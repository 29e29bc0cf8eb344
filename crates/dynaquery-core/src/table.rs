//! One handle bundling a client and a table configuration.

use std::sync::Arc;

use dynaquery_model::output::{
    BatchWriteItemOutput, DeleteItemOutput, PutItemOutput, TransactWriteItemsOutput,
    UpdateItemOutput,
};
use dynaquery_model::types::TransactWriteItem;
use dynaquery_model::{Item, Key};

use crate::client::TableClient;
use crate::config::TableConfig;
use crate::error::Result;
use crate::filter::Filter;
use crate::mutation::{self, ConditionExpr};
use crate::query::{self, MultiIndexPage, MultiIndexQuery, Page};

/// A table handle: every operation of the crate as a method.
///
/// Call sites that talk to one table hold a `Table` instead of threading a
/// client and config pair through every call.
#[derive(Clone)]
pub struct Table {
    client: Arc<dyn TableClient>,
    config: TableConfig,
}

impl std::fmt::Debug for Table {
    fn fmt(&self, f: &mut std::fmt::Formatter<'_>) -> std::fmt::Result {
        f.debug_struct("Table")
            .field("config", &self.config)
            .finish_non_exhaustive()
    }
}

impl Table {
    /// Binds `client` to `config`.
    #[must_use]
    pub fn new(client: Arc<dyn TableClient>, config: TableConfig) -> Self {
        Self { client, config }
    }

    /// The bound configuration.
    #[must_use]
    pub fn config(&self) -> &TableConfig {
        &self.config
    }

    /// See [`query::query`].
    pub async fn query(&self, filter: &Filter, index_name: Option<&str>) -> Result<Vec<Item>> {
        query::query(self.client.as_ref(), &self.config, filter, index_name).await
    }

    /// See [`query::query_with_cursor`].
    pub async fn query_with_cursor(
        &self,
        filter: &Filter,
        index_name: Option<&str>,
    ) -> Result<Page> {
        query::query_with_cursor(self.client.as_ref(), &self.config, filter, index_name).await
    }

    /// See [`query::query_with_multi_index`].
    pub async fn query_with_multi_index(
        &self,
        queries: &[MultiIndexQuery],
        limit: Option<u32>,
        prev_cursor: Option<&str>,
    ) -> Result<MultiIndexPage> {
        query::query_with_multi_index(
            self.client.as_ref(),
            &self.config,
            queries,
            limit,
            prev_cursor,
        )
        .await
    }

    /// See [`query::get_item`].
    pub async fn get_item(
        &self,
        pk: &str,
        sk: &str,
        fields: Option<&[String]>,
    ) -> Result<Option<Item>> {
        query::get_item(self.client.as_ref(), &self.config, pk, sk, fields).await
    }

    /// See [`query::exists`].
    pub async fn exists(&self, pk: &str, sk: &str) -> Result<bool> {
        query::exists(self.client.as_ref(), &self.config, pk, sk).await
    }

    /// See [`query::batch_get_items`].
    pub async fn batch_get_items(
        &self,
        keys: &[Key],
        fields: Option<&[String]>,
    ) -> Result<Vec<Option<Item>>> {
        query::batch_get_items(self.client.as_ref(), &self.config, keys, fields).await
    }

    /// See [`query::batch_exists`].
    pub async fn batch_exists(&self, keys: &[Key]) -> Result<Vec<Key>> {
        query::batch_exists(self.client.as_ref(), &self.config, keys).await
    }

    /// See [`mutation::put_item`].
    pub async fn put_item(&self, item: Item) -> Result<PutItemOutput> {
        mutation::put_item(self.client.as_ref(), &self.config, item).await
    }

    /// See [`mutation::delete_item`].
    pub async fn delete_item(&self, key: Key) -> Result<DeleteItemOutput> {
        mutation::delete_item(self.client.as_ref(), &self.config, key).await
    }

    /// See [`mutation::update_item`].
    pub async fn update_item(
        &self,
        key: Key,
        conditions: &[ConditionExpr],
        item: &Item,
    ) -> Result<UpdateItemOutput> {
        mutation::update_item(self.client.as_ref(), &self.config, key, conditions, item).await
    }

    /// See [`mutation::batch_put_items`].
    pub async fn batch_put_items(&self, items: Vec<Item>) -> Result<Vec<BatchWriteItemOutput>> {
        mutation::batch_put_items(self.client.as_ref(), &self.config, items).await
    }

    /// See [`mutation::batch_delete_items`].
    pub async fn batch_delete_items(&self, keys: Vec<Key>) -> Result<Vec<BatchWriteItemOutput>> {
        mutation::batch_delete_items(self.client.as_ref(), &self.config, keys).await
    }

    /// See [`mutation::transact_put_items`].
    pub async fn transact_put_items(&self, items: Vec<Item>) -> Result<TransactWriteItemsOutput> {
        mutation::transact_put_items(self.client.as_ref(), &self.config, items).await
    }

    /// See [`mutation::transact_delete_items`].
    pub async fn transact_delete_items(
        &self,
        keys: Vec<Key>,
    ) -> Result<Vec<TransactWriteItemsOutput>> {
        mutation::transact_delete_items(self.client.as_ref(), &self.config, keys).await
    }

    /// See [`mutation::transact_write_items`].
    pub async fn transact_write_items(
        &self,
        records: Vec<TransactWriteItem>,
    ) -> Result<TransactWriteItemsOutput> {
        mutation::transact_write_items(self.client.as_ref(), &self.config, records).await
    }
}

========================================================================

### The task
Word for word, give the whole listing again.

### Solution for this problem
repository 29e29bc0cf8eb344
filename crates/dynaquery-core/src/table.rs
//! One handle bundling a client and a table configuration.

use std::sync::Arc;

use dynaquery_model::output::{
    BatchWriteItemOutput, DeleteItemOutput, PutItemOutput, TransactWriteItemsOutput,
    UpdateItemOutput,
};
use dynaquery_model::types::TransactWriteItem;
use dynaquery_model::{Item, Key};

use crate::client::TableClient;
use crate::config::TableConfig;
use crate::error::Result;
use crate::filter::Filter;
use crate::mutation::{self, ConditionExpr};
use crate::query::{self, MultiIndexPage, MultiIndexQuery, Page};

/// A table handle: every operation of the crate as a method.
///
/// Call sites that talk to one table hold a `Table` instead of threading a
/// client and config pair through every call.
#[derive(Clone)]
pub struct Table {
    client: Arc<dyn TableClient>,
    config: TableConfig,
}

impl std::fmt::Debug for Table {
    fn fmt(&self, f: &mut std::fmt::Formatter<'_>) -> std::fmt::Result {
        f.debug_struct("Table")
            .field("config", &self.config)
            .finish_non_exhaustive()
    }
}

impl Table {
    /// Binds `client` to `config`.
    #[must_use]
    pub fn new(client: Arc<dyn TableClient>, config: TableConfig) -> Self {
        Self { client, config }
    }

    /// The bound configuration.
    #[must_use]
    pub fn config(&self) -> &TableConfig {
        &self.config
    }

    /// See [`query::query`].
    pub async fn query(&self, filter: &Filter, index_name: Option<&str>) -> Result<Vec<Item>> {
        query::query(self.client.as_ref(), &self.config, filter, index_name).await
    }

    /// See [`query::query_with_cursor`].
    pub async fn query_with_cursor(
        &self,
        filter: &Filter,
        index_name: Option<&str>,
    ) -> Result<Page> {
        query::query_with_cursor(self.client.as_ref(), &self.config, filter, index_name).await
    }

    /// See [`query::query_with_multi_index`].
    pub async fn query_with_multi_index(
        &self,
        queries: &[MultiIndexQuery],
        limit: Option<u32>,
        prev_cursor: Option<&str>,
    ) -> Result<MultiIndexPage> {
        query::query_with_multi_index(
            self.client.as_ref(),
            &self.config,
            queries,
            limit,
            prev_cursor,
        )
        .await
    }

    /// See [`query::get_item`].
    pub async fn get_item(
        &self,
        pk: &str,
        sk: &str,
        fields: Option<&[String]>,
    ) -> Result<Option<Item>> {
        query::get_item(self.client.as_ref(), &self.config, pk, sk, fields).await
    }

    /// See [`query::exists`].
    pub async fn exists(&self, pk: &str, sk: &str) -> Result<bool> {
        query::exists(self.client.as_ref(), &self.config, pk, sk).await
    }

    /// See [`query::batch_get_items`].
    pub async fn batch_get_items(
        &self,
        keys: &[Key],
        fields: Option<&[String]>,
    ) -> Result<Vec<Option<Item>>> {
        query::batch_get_items(self.client.as_ref(), &self.config, keys, fields).await
    }

    /// See [`query::batch_exists`].
    pub async fn batch_exists(&self, keys: &[Key]) -> Result<Vec<Key>> {
        query::batch_exists(self.client.as_ref(), &self.config, keys).await
    }

    /// See [`mutation::put_item`].
    pub async fn put_item(&self, item: Item) -> Result<PutItemOutput> {
        mutation::put_item(self.client.as_ref(), &self.config, item).await
    }

    /// See [`mutation::delete_item`].
    pub async fn delete_item(&self, key: Key) -> Result<DeleteItemOutput> {
        mutation::delete_item(self.client.as_ref(), &self.config, key).await
    }

    /// See [`mutation::update_item`].
    pub async fn update_item(
        &self,
        key: Key,
        conditions: &[ConditionExpr],
        item: &Item,
    ) -> Result<UpdateItemOutput> {
        mutation::update_item(self.client.as_ref(), &self.config, key, conditions, item).await
    }

    /// See [`mutation::batch_put_items`].
    pub async fn batch_put_items(&self, items: Vec<Item>) -> Result<Vec<BatchWriteItemOutput>> {
        mutation::batch_put_items(self.client.as_ref(), &self.config, items).await
    }

    /// See [`mutation::batch_delete_items`].
    pub async fn batch_delete_items(&self, keys: Vec<Key>) -> Result<Vec<BatchWriteItemOutput>> {
        mutation::batch_delete_items(self.client.as_ref(), &self.config, keys).await
    }

    /// See [`mutation::transact_put_items`].
    pub async fn transact_put_items(&self, items: Vec<Item>) -> Result<TransactWriteItemsOutput> {
        mutation::transact_put_items(self.client.as_ref(), &self.config, items).await
    }

    /// See [`mutation::transact_delete_items`].
    pub async fn transact_delete_items(
        &self,
        keys: Vec<Key>,
    ) -> Result<Vec<TransactWriteItemsOutput>> {
        mutation::transact_delete_items(self.client.as_ref(), &self.config, keys).await
    }

    /// See [`mutation::transact_write_items`].
    pub async fn transact_write_items(
        &self,
        records: Vec<TransactWriteItem>,
    ) -> Result<TransactWriteItemsOutput> {
        mutation::transact_write_items(self.client.as_ref(), &self.config, records).await
    }
}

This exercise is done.